Kraft ist nur da, wo eine andre Kraft überwunden werden musste. Der Riese ist stark, weil er mit tausend Feinden zu kämpfen hatte. Wer niemals zu kämpfen braucht, der wird auch niemals stark. Wer ohne Kampf lebt, der stirbt, ehe er nur ein halber Mann geworden ist. Ein junger Mann, der im Schoß üppigen Reichtums geboren und aufgewachsen ist, der immer von allen Seiten unterstützt wurde, der niemals gezwungen war, sich selber sein Brot zu verdienen, der von Jugend auf verwöhnt wurde – der wird selten oder nie ein wirklich starker Charakter werden. Er gleicht dem schwachen Bäumchen, das inmitten großer schützender Stämme aufwächst und immer klein und schwach bleibt: es kann niemals wachsen wie die Rieseneiche, die von der Eichel an mit Sturm und Wetter den Kampf ums Dasein kämpfen musste.

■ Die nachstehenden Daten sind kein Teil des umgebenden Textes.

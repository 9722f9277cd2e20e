// Corpus Search Data Loader
// Discovers corpus source files and reads them into in-memory corpora

use crate::types::{CorpusError, Entry, SourceFormat};
use crate::vocab::VocabularyTable;
use std::collections::BTreeMap;
use std::fs;
use std::path::{Path, PathBuf};
use std::time::Instant;
use tracing::{debug, info, warn};

/// An ordered, immutable collection of entries with precomputed vocabulary
#[derive(Debug, Clone)]
pub struct Corpus {
    source: String,
    entries: Vec<Entry>,
    vocabulary: VocabularyTable,
}

impl Corpus {
    /// Build a corpus from entries in source order
    ///
    /// # Examples
    /// ```
    /// # use corpus_search::data::Corpus;
    /// # use corpus_search::types::Entry;
    /// let corpus = Corpus::from_entries("demo", vec![Entry::plain("The cat sat.")]);
    /// assert_eq!(corpus.len(), 1);
    /// assert_eq!(corpus.token_count(), 3);
    /// ```
    pub fn from_entries(source: impl Into<String>, entries: Vec<Entry>) -> Self {
        let vocabulary = VocabularyTable::from_texts(entries.iter().map(|e| e.text.as_str()));
        Self {
            source: source.into(),
            entries,
            vocabulary,
        }
    }

    /// Label of the source this corpus was loaded from
    pub fn source(&self) -> &str {
        &self.source
    }

    pub fn entries(&self) -> &[Entry] {
        &self.entries
    }

    pub fn len(&self) -> usize {
        self.entries.len()
    }

    pub fn is_empty(&self) -> bool {
        self.entries.is_empty()
    }

    pub fn vocabulary(&self) -> &VocabularyTable {
        &self.vocabulary
    }

    /// Total vocabulary tokens across all entries
    pub fn token_count(&self) -> usize {
        self.vocabulary.token_count()
    }

    /// Distinct vocabulary words across all entries
    pub fn vocab_size(&self) -> usize {
        self.vocabulary.vocab_size()
    }

    /// True when at least one entry carries a complexity score
    pub fn is_scored(&self) -> bool {
        self.entries.iter().any(|e| e.score.is_some())
    }
}

/// One file backing a source
#[derive(Debug, Clone, PartialEq, Eq)]
pub struct SourceFile {
    pub path: PathBuf,
    pub format: SourceFormat,
}

impl SourceFile {
    /// Infer the format from the file extension (`.txt` or `.tsv`)
    pub fn from_path(path: impl Into<PathBuf>) -> Option<Self> {
        let path = path.into();
        let ext = path.extension()?.to_str()?.to_ascii_lowercase();
        let format = match ext.as_str() {
            "txt" => SourceFormat::Lines,
            "tsv" => SourceFormat::Scored,
            _ => return None,
        };
        Some(Self { path, format })
    }
}

/// A selectable source: a label and the files whose entries it concatenates
#[derive(Debug, Clone, PartialEq, Eq)]
pub struct SourceSpec {
    pub label: String,
    pub files: Vec<SourceFile>,
}

impl SourceSpec {
    pub fn is_composite(&self) -> bool {
        self.files.len() > 1
    }

    /// True when any backing file carries scores
    pub fn is_scored(&self) -> bool {
        self.files.iter().any(|f| f.format == SourceFormat::Scored)
    }
}

/// Lookup key for a label: trimmed, lowercased, spaces → underscores
///
/// # Examples
/// ```
/// # use corpus_search::data::source_key;
/// assert_eq!(source_key(" HotpotQA Questions "), "hotpotqa_questions");
/// ```
pub fn source_key(label: &str) -> String {
    label.trim().to_lowercase().replace(' ', "_")
}

/// Display label for a file stem: underscores → spaces
pub fn label_from_stem(stem: &str) -> String {
    stem.replace('_', " ")
}

/// Registry of selectable sources, keyed by normalized label
#[derive(Debug, Clone, Default)]
pub struct SourceRegistry {
    sources: BTreeMap<String, SourceSpec>,
}

impl SourceRegistry {
    /// Create an empty registry
    pub fn new() -> Self {
        Self::default()
    }

    /// Scan a data directory for `.txt` and `.tsv` sources
    ///
    /// Files are visited in name order; when two files share a label the
    /// first one wins.
    pub fn discover(dir: &Path) -> Result<Self, CorpusError> {
        let read_dir = fs::read_dir(dir).map_err(|source| CorpusError::Io {
            path: dir.to_path_buf(),
            source,
        })?;

        let mut paths = Vec::new();
        for dir_entry in read_dir {
            let dir_entry = dir_entry.map_err(|source| CorpusError::Io {
                path: dir.to_path_buf(),
                source,
            })?;
            let path = dir_entry.path();
            if path.is_file() {
                paths.push(path);
            }
        }
        paths.sort();

        let mut registry = Self::new();
        for path in paths {
            let Some(file) = SourceFile::from_path(&path) else {
                debug!(path = %path.display(), "skipping non-corpus file");
                continue;
            };
            let Some(stem) = path.file_stem().and_then(|s| s.to_str()) else {
                continue;
            };
            let label = label_from_stem(stem);
            if registry.contains(&label) {
                warn!(path = %path.display(), label = %label, "duplicate source label, ignoring file");
                continue;
            }
            registry.register(label, vec![file]);
        }

        info!(dir = %dir.display(), sources = registry.len(), "discovered corpus sources");
        Ok(registry)
    }

    /// Register a source under a label, replacing any previous one
    pub fn register(&mut self, label: impl Into<String>, files: Vec<SourceFile>) {
        let label = label.into();
        self.sources
            .insert(source_key(&label), SourceSpec { label, files });
    }

    /// Register a source that concatenates existing sources in order
    pub fn add_composite(&mut self, label: &str, members: &[String]) -> Result<(), CorpusError> {
        let mut files = Vec::new();
        for member in members {
            let spec = self
                .sources
                .get(&source_key(member))
                .ok_or_else(|| CorpusError::UnknownCompositeMember {
                    composite: label.to_string(),
                    member: member.clone(),
                })?;
            files.extend(spec.files.iter().cloned());
        }
        self.register(label, files);
        Ok(())
    }

    /// Look up a source by label (case-insensitive)
    pub fn get(&self, label: &str) -> Result<&SourceSpec, CorpusError> {
        self.sources
            .get(&source_key(label))
            .ok_or_else(|| CorpusError::UnknownSource(label.to_string()))
    }

    pub fn contains(&self, label: &str) -> bool {
        self.sources.contains_key(&source_key(label))
    }

    /// All sources in label order
    pub fn iter(&self) -> impl Iterator<Item = &SourceSpec> {
        self.sources.values()
    }

    pub fn labels(&self) -> Vec<&str> {
        self.sources.values().map(|s| s.label.as_str()).collect()
    }

    pub fn len(&self) -> usize {
        self.sources.len()
    }

    pub fn is_empty(&self) -> bool {
        self.sources.is_empty()
    }
}

/// Read every file of a source into one corpus
///
/// Any unreadable file or malformed row fails the whole load; no partial
/// corpus is returned.
pub fn load_source(spec: &SourceSpec) -> Result<Corpus, CorpusError> {
    let start = Instant::now();

    let mut entries = Vec::new();
    for file in &spec.files {
        entries.extend(read_entries(file)?);
    }
    let corpus = Corpus::from_entries(spec.label.clone(), entries);

    info!(
        source = %spec.label,
        entries = corpus.len(),
        vocab_size = corpus.vocab_size(),
        tokens = corpus.token_count(),
        elapsed_ms = start.elapsed().as_millis() as u64,
        "corpus loaded"
    );
    Ok(corpus)
}

/// Read the entries of one file according to its format
pub fn read_entries(file: &SourceFile) -> Result<Vec<Entry>, CorpusError> {
    let text = fs::read_to_string(&file.path).map_err(|source| CorpusError::Io {
        path: file.path.clone(),
        source,
    })?;

    match file.format {
        SourceFormat::Lines => Ok(parse_lines(&text)),
        SourceFormat::Scored => parse_scored(&file.path, &text),
    }
}

/// One entry per line, blank lines included
pub fn parse_lines(text: &str) -> Vec<Entry> {
    text.lines().map(Entry::plain).collect()
}

/// Header row, then `text<TAB>score` rows; blank rows are skipped
pub fn parse_scored(path: &Path, text: &str) -> Result<Vec<Entry>, CorpusError> {
    let malformed = |line: usize, reason: String| CorpusError::MalformedRow {
        path: path.to_path_buf(),
        line,
        reason,
    };

    let mut entries = Vec::new();
    for (idx, row) in text.lines().enumerate().skip(1) {
        let line = idx + 1;
        if row.trim().is_empty() {
            continue;
        }

        let (entry_text, score_text) = row
            .split_once('\t')
            .ok_or_else(|| malformed(line, "missing tab between text and score".to_string()))?;

        let score: f64 = score_text
            .trim()
            .parse()
            .map_err(|_| malformed(line, format!("score '{}' is not a number", score_text.trim())))?;

        if !(0.0..=1.0).contains(&score) {
            return Err(malformed(line, format!("score {} is outside [0, 1]", score)));
        }

        entries.push(Entry::scored(entry_text, score));
    }
    Ok(entries)
}

#[cfg(test)]
mod tests {
    use super::*;

    #[test]
    fn test_parse_lines_keeps_order_and_blanks() {
        let entries = parse_lines("first\n\nthird\n");
        assert_eq!(entries.len(), 3);
        assert_eq!(entries[0].text, "first");
        assert_eq!(entries[1].text, "");
        assert_eq!(entries[2].text, "third");
        assert!(entries.iter().all(|e| e.score.is_none()));
    }

    #[test]
    fn test_parse_scored_skips_header() {
        let entries = parse_scored(
            Path::new("s.tsv"),
            "text\tscore\nThe cat sat.\t0.25\nDogs ran.\t1\n",
        )
        .unwrap();
        assert_eq!(entries.len(), 2);
        assert_eq!(entries[0], Entry::scored("The cat sat.", 0.25));
        assert_eq!(entries[1].score, Some(1.0));
    }

    #[test]
    fn test_parse_scored_splits_on_first_tab() {
        let entries = parse_scored(Path::new("s.tsv"), "text\tscore\na\tb\t0.5\n");
        // "b\t0.5" is not a number
        assert!(matches!(
            entries,
            Err(CorpusError::MalformedRow { line: 2, .. })
        ));
    }

    #[test]
    fn test_parse_scored_missing_tab() {
        let result = parse_scored(Path::new("s.tsv"), "text\tscore\nno tab here\n");
        assert!(matches!(
            result,
            Err(CorpusError::MalformedRow { line: 2, .. })
        ));
    }

    #[test]
    fn test_parse_scored_bad_number() {
        let result = parse_scored(Path::new("s.tsv"), "text\tscore\nok\t0.1\nbad\thigh\n");
        match result {
            Err(CorpusError::MalformedRow { line, reason, .. }) => {
                assert_eq!(line, 3);
                assert!(reason.contains("high"));
            }
            other => panic!("expected malformed row, got {:?}", other),
        }
    }

    #[test]
    fn test_parse_scored_out_of_range() {
        let result = parse_scored(Path::new("s.tsv"), "text\tscore\nx\t1.5\n");
        assert!(matches!(result, Err(CorpusError::MalformedRow { .. })));
    }

    #[test]
    fn test_source_file_format_from_extension() {
        assert_eq!(
            SourceFile::from_path("a/b.txt").map(|f| f.format),
            Some(SourceFormat::Lines)
        );
        assert_eq!(
            SourceFile::from_path("a/b.TSV").map(|f| f.format),
            Some(SourceFormat::Scored)
        );
        assert!(SourceFile::from_path("a/b.json").is_none());
        assert!(SourceFile::from_path("a/README").is_none());
    }

    #[test]
    fn test_label_key_mapping() {
        assert_eq!(label_from_stem("hotpotqa_questions"), "hotpotqa questions");
        assert_eq!(source_key("HotpotQA Questions"), "hotpotqa_questions");
    }

    #[test]
    fn test_registry_lookup_and_composite() {
        let mut registry = SourceRegistry::new();
        registry.register(
            "Questions",
            vec![SourceFile::from_path("q.txt").unwrap()],
        );
        registry.register(
            "Contexts",
            vec![SourceFile::from_path("c.txt").unwrap()],
        );
        registry
            .add_composite("Full", &["Questions".to_string(), "contexts".to_string()])
            .unwrap();

        let full = registry.get("full").unwrap();
        assert!(full.is_composite());
        assert_eq!(full.files[0].path, PathBuf::from("q.txt"));
        assert_eq!(full.files[1].path, PathBuf::from("c.txt"));
        assert_eq!(registry.labels(), vec!["Contexts", "Full", "Questions"]);

        assert!(matches!(
            registry.get("missing"),
            Err(CorpusError::UnknownSource(_))
        ));
        assert!(matches!(
            registry.add_composite("Bad", &["nope".to_string()]),
            Err(CorpusError::UnknownCompositeMember { .. })
        ));
    }

    #[test]
    fn test_corpus_stats() {
        let corpus = Corpus::from_entries(
            "demo",
            vec![
                Entry::plain("The cat sat."),
                Entry::plain("The cats sat on cats."),
                Entry::plain("Dogs ran."),
            ],
        );
        assert_eq!(corpus.source(), "demo");
        assert_eq!(corpus.len(), 3);
        assert_eq!(corpus.token_count(), 10);
        assert_eq!(corpus.vocab_size(), 7);
        assert!(!corpus.is_scored());
    }
}
// Corpus Search Configuration
// Tunable settings, loadable from a JSON file

use crate::cache::DEFAULT_CACHE_CAPACITY;
use crate::highlight::HighlightMarkers;
use crate::matcher::DEFAULT_DISPLAY_LIMIT;
use crate::pattern::{WildcardClass, DEFAULT_WILDCARD_CLASS};
use crate::types::QueryRejection;
use serde::Deserialize;
use std::path::{Path, PathBuf};
use thiserror::Error;

/// A source that concatenates other sources, e.g. questions followed by contexts
#[derive(Debug, Clone, PartialEq, Eq, Deserialize)]
pub struct CompositeSource {
    pub label: String,
    pub members: Vec<String>,
}

/// Settings for a [`CorpusSearch`](crate::search::CorpusSearch)
///
/// Every field has a default, so a config file only lists what it changes:
///
/// ```json
/// {
///   "data_dir": "corpora",
///   "display_limit": 200,
///   "composites": [
///     { "label": "HotpotQA Full", "members": ["HotpotQA Questions", "HotpotQA Contexts"] }
///   ]
/// }
/// ```
#[derive(Debug, Clone, PartialEq, Deserialize)]
#[serde(default)]
pub struct SearchConfig {
    /// Directory scanned for `.txt` and `.tsv` sources
    pub data_dir: PathBuf,

    /// Corpora kept in memory at once
    pub cache_capacity: usize,

    /// Matching entries retained for display per search
    pub display_limit: usize,

    /// Body of the regex character class a `*` expands over
    pub wildcard_class: String,

    pub highlight: HighlightMarkers,

    pub composites: Vec<CompositeSource>,
}

impl Default for SearchConfig {
    fn default() -> Self {
        Self {
            data_dir: PathBuf::from("data"),
            cache_capacity: DEFAULT_CACHE_CAPACITY,
            display_limit: DEFAULT_DISPLAY_LIMIT,
            wildcard_class: DEFAULT_WILDCARD_CLASS.to_string(),
            highlight: HighlightMarkers::default(),
            composites: Vec::new(),
        }
    }
}

impl SearchConfig {
    /// Parse a JSON config
    pub fn from_json_str(json: &str) -> Result<Self, ConfigError> {
        Ok(serde_json::from_str(json)?)
    }

    /// Read and parse a JSON config file
    pub fn from_json_file(path: &Path) -> Result<Self, ConfigError> {
        let json = std::fs::read_to_string(path).map_err(|source| ConfigError::Io {
            path: path.to_path_buf(),
            source,
        })?;
        Self::from_json_str(&json)
    }

    pub fn with_data_dir(mut self, data_dir: impl Into<PathBuf>) -> Self {
        self.data_dir = data_dir.into();
        self
    }

    pub fn with_display_limit(mut self, display_limit: usize) -> Self {
        self.display_limit = display_limit;
        self
    }

    pub fn with_cache_capacity(mut self, cache_capacity: usize) -> Self {
        self.cache_capacity = cache_capacity;
        self
    }

    pub fn with_highlight(mut self, highlight: HighlightMarkers) -> Self {
        self.highlight = highlight;
        self
    }

    /// Validated wildcard class
    pub fn wildcard(&self) -> Result<WildcardClass, ConfigError> {
        Ok(WildcardClass::new(&self.wildcard_class)?)
    }
}

/// Configuration errors
#[derive(Debug, Error)]
pub enum ConfigError {
    #[error("Failed to read config {}: {source}", path.display())]
    Io {
        path: PathBuf,
        #[source]
        source: std::io::Error,
    },

    #[error("Invalid config JSON: {0}")]
    Parse(#[from] serde_json::Error),

    #[error(transparent)]
    Wildcard(#[from] QueryRejection),
}

#[cfg(test)]
mod tests {
    use super::*;

    #[test]
    fn test_defaults() {
        let config = SearchConfig::default();
        assert_eq!(config.data_dir, PathBuf::from("data"));
        assert_eq!(config.cache_capacity, 1);
        assert_eq!(config.display_limit, 1000);
        assert_eq!(config.wildcard().unwrap(), WildcardClass::default());
        assert!(config.composites.is_empty());
    }

    #[test]
    fn test_partial_json_keeps_defaults() {
        let config = SearchConfig::from_json_str(
            r#"{
                "display_limit": 200,
                "highlight": { "open": "<b>", "close": "</b>" },
                "composites": [{ "label": "Full", "members": ["Questions", "Contexts"] }]
            }"#,
        )
        .unwrap();

        assert_eq!(config.display_limit, 200);
        assert_eq!(config.cache_capacity, 1);
        assert_eq!(config.highlight, HighlightMarkers::new("<b>", "</b>"));
        assert_eq!(config.composites[0].members, vec!["Questions", "Contexts"]);
    }

    #[test]
    fn test_bad_json() {
        assert!(matches!(
            SearchConfig::from_json_str("{ not json"),
            Err(ConfigError::Parse(_))
        ));
    }

    #[test]
    fn test_bad_wildcard_class() {
        let config = SearchConfig {
            wildcard_class: "z-a".to_string(),
            ..SearchConfig::default()
        };
        assert!(matches!(config.wildcard(), Err(ConfigError::Wildcard(_))));
    }

    #[test]
    fn test_missing_file() {
        let result = SearchConfig::from_json_file(Path::new("/nonexistent/corpus-search.json"));
        assert!(matches!(result, Err(ConfigError::Io { .. })));
    }

    #[test]
    fn test_builders() {
        let config = SearchConfig::default()
            .with_data_dir("corpora")
            .with_display_limit(5)
            .with_cache_capacity(2);
        assert_eq!(config.data_dir, PathBuf::from("corpora"));
        assert_eq!(config.display_limit, 5);
        assert_eq!(config.cache_capacity, 2);
    }
}
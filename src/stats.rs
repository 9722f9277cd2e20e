// Corpus Search Statistics
// Token and vocabulary tables plus summary figures for display

use crate::vocab::VocabularyTable;
use rustc_hash::FxHashMap;

/// A percentage that is safe to display
#[derive(Debug, Clone, Copy, PartialEq)]
pub enum Percentage {
    /// Rounded to two decimals
    Value(f64),

    /// Positive, but rounds to zero
    BelowThreshold,

    /// Denominator was zero
    NotApplicable,
}

impl Percentage {
    /// `100 * part / whole`, guarded against an empty whole
    ///
    /// # Examples
    /// ```
    /// # use corpus_search::stats::Percentage;
    /// assert_eq!(Percentage::of(1, 3).to_string(), "33.33");
    /// assert_eq!(Percentage::of(1, 1_000_000).to_string(), "<0.01");
    /// assert_eq!(Percentage::of(0, 0).to_string(), "n/a");
    /// ```
    pub fn of(part: usize, whole: usize) -> Self {
        if whole == 0 {
            return Percentage::NotApplicable;
        }
        let value = (100.0 * part as f64 / whole as f64 * 100.0).round() / 100.0;
        if part > 0 && value == 0.0 {
            Percentage::BelowThreshold
        } else {
            Percentage::Value(value)
        }
    }

    /// Numeric value, if there is one
    pub fn value(&self) -> Option<f64> {
        match self {
            Percentage::Value(v) => Some(*v),
            _ => None,
        }
    }
}

impl std::fmt::Display for Percentage {
    fn fmt(&self, f: &mut std::fmt::Formatter<'_>) -> std::fmt::Result {
        match self {
            Percentage::Value(v) => write!(f, "{:.2}", v),
            Percentage::BelowThreshold => write!(f, "<0.01"),
            Percentage::NotApplicable => write!(f, "n/a"),
        }
    }
}

/// One row of a frequency table
#[derive(Debug, Clone, PartialEq)]
pub struct FrequencyRow {
    pub token: String,
    pub count: usize,
    pub percent: Percentage,
}

/// Matched tokens with their share of all matches
pub fn token_table(counts: &FxHashMap<String, usize>) -> Vec<FrequencyRow> {
    let total: usize = counts.values().sum();
    frequency_rows(counts.iter().map(|(t, c)| (t.as_str(), *c)), total)
}

/// Vocabulary words with their share of all corpus tokens
pub fn vocabulary_table(vocab: &VocabularyTable) -> Vec<FrequencyRow> {
    frequency_rows(vocab.iter(), vocab.token_count())
}

/// Rows sorted by count descending, then token ascending
fn frequency_rows<'a, I>(items: I, total: usize) -> Vec<FrequencyRow>
where
    I: Iterator<Item = (&'a str, usize)>,
{
    let mut rows: Vec<FrequencyRow> = items
        .map(|(token, count)| FrequencyRow {
            token: token.to_string(),
            count,
            percent: Percentage::of(count, total),
        })
        .collect();
    rows.sort_by(|a, b| b.count.cmp(&a.count).then_with(|| a.token.cmp(&b.token)));
    rows
}

/// Scalar figures shown above the results
#[derive(Debug, Clone, PartialEq)]
pub struct Summary {
    pub entries_matched: usize,
    pub corpus_entries: usize,
    pub percent_matched: Percentage,
    pub total_matches: usize,
}

impl Summary {
    pub fn new(entries_matched: usize, corpus_entries: usize, total_matches: usize) -> Self {
        Self {
            entries_matched,
            corpus_entries,
            percent_matched: Percentage::of(entries_matched, corpus_entries),
            total_matches,
        }
    }
}

impl std::fmt::Display for Summary {
    fn fmt(&self, f: &mut std::fmt::Formatter<'_>) -> std::fmt::Result {
        write!(
            f,
            "There are matches in {} of the {} entries ({}%), {} matches in total",
            self.entries_matched, self.corpus_entries, self.percent_matched, self.total_matches
        )
    }
}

Ich bin gewiss kein Lobredner der Armut, wenn sie als endgültiger Zustand angesehen wird. In dem Fall ist sie ein Übel; aber ein Segen ist sie als Sprungbrett für eine Laufbahn. Sie ist wie das Turngerät: sie entwickelt die Kräfte. Sie ist an sich ein Fluch und eine Knechtschaft, aber es kommt alles darauf an, dass man sie überwindet: und diese Überwindung, wenn sie nur ehrlich und gewissenhaft geschieht, ist der beste Kräfteentwickler.
Grover Cleveland, der selber als armer Angestellter mit zweihundertfünfzig Dollar im Jahr anfing, sagt über die Armut als Kraftentwickler: „Es gibt keine Entwicklung der geistigen Kräfte und keinen Antrieb zur Ausbildung aller wahren Männlichkeit, die so wirksam ist als die Verbindung von richtig geleitetem Ehrgeiz mit dem heilsamen Zwang der Armut.“ Was würde ein junger Mann vom gewöhnlichen Durchschnitt leisten, wenn er nicht gezwungen wäre, zu arbeiten, wenn er sich nicht anstrengen müsste, um das zu bekommen, was er haben will? Wenn er schon alles hat, was er braucht, wozu sollte er sich da anstrengen? Kaum einer auf zehntausend würde den Kampf des Lebens auf sich nehmen bloß mit der ausgesprochenen Absicht, seinen Charakter dadurch zu stärken und ein tüchtiger Mann zu werden; aber er nimmt ihn sofort auf sich, wenn er dabei das Ziel verfolgen muss, dass er nur so das bekommt, was er haben will und was er und die Seinigen nötig brauchen. Ein Junge, der weiß, dass ein Vermögen auf ihn wartet, wird sagen: „Wozu brauche ich so früh aufzustehen und zu arbeiten? Ich habe Geld genug zu erwarten, so dass ich das nicht nötig habe.“ Er wird sich noch einmal umdrehen und weiterschlafen. Dagegen den Jungen, der nur auf sich selbst angewiesen ist, den treibt die Notwendigkeit, und er springt mit beiden Füßen aus dem Bett und geht an die Arbeit, denn er weiß, für ihn gibt es keinen andern Weg als den Kampf.
So hat es die Natur höchst weise eingerichtet, dass der Mensch das, was er am stärksten begehrt, nur durch den Kampf mit der Not erreicht; und so bringt sie sozusagen nebenher den Fortschritt der Menschheit und die Entwicklung des Charakters hervor.
Die Natur zahlt den höchsten Preis dafür, dass einer ein Mann wird. Sie führt ihr Kind durch die härteste Schule und erzieht es jahrelang in der Hochschule der Not – alles nur, um ihr Werk zu vollenden. Was es nebenbei an Geld oder guten äußeren Verhältnissen gewinnt, das ist ihr Nebensache; sie arbeitet bloß daraufhin, dass es tüchtig und kräftig wird. Sie kümmert sich nicht um das andre, aber sie tut alles, dass ihr Zögling das wird, was sie aus ihm machen will: ein Mann.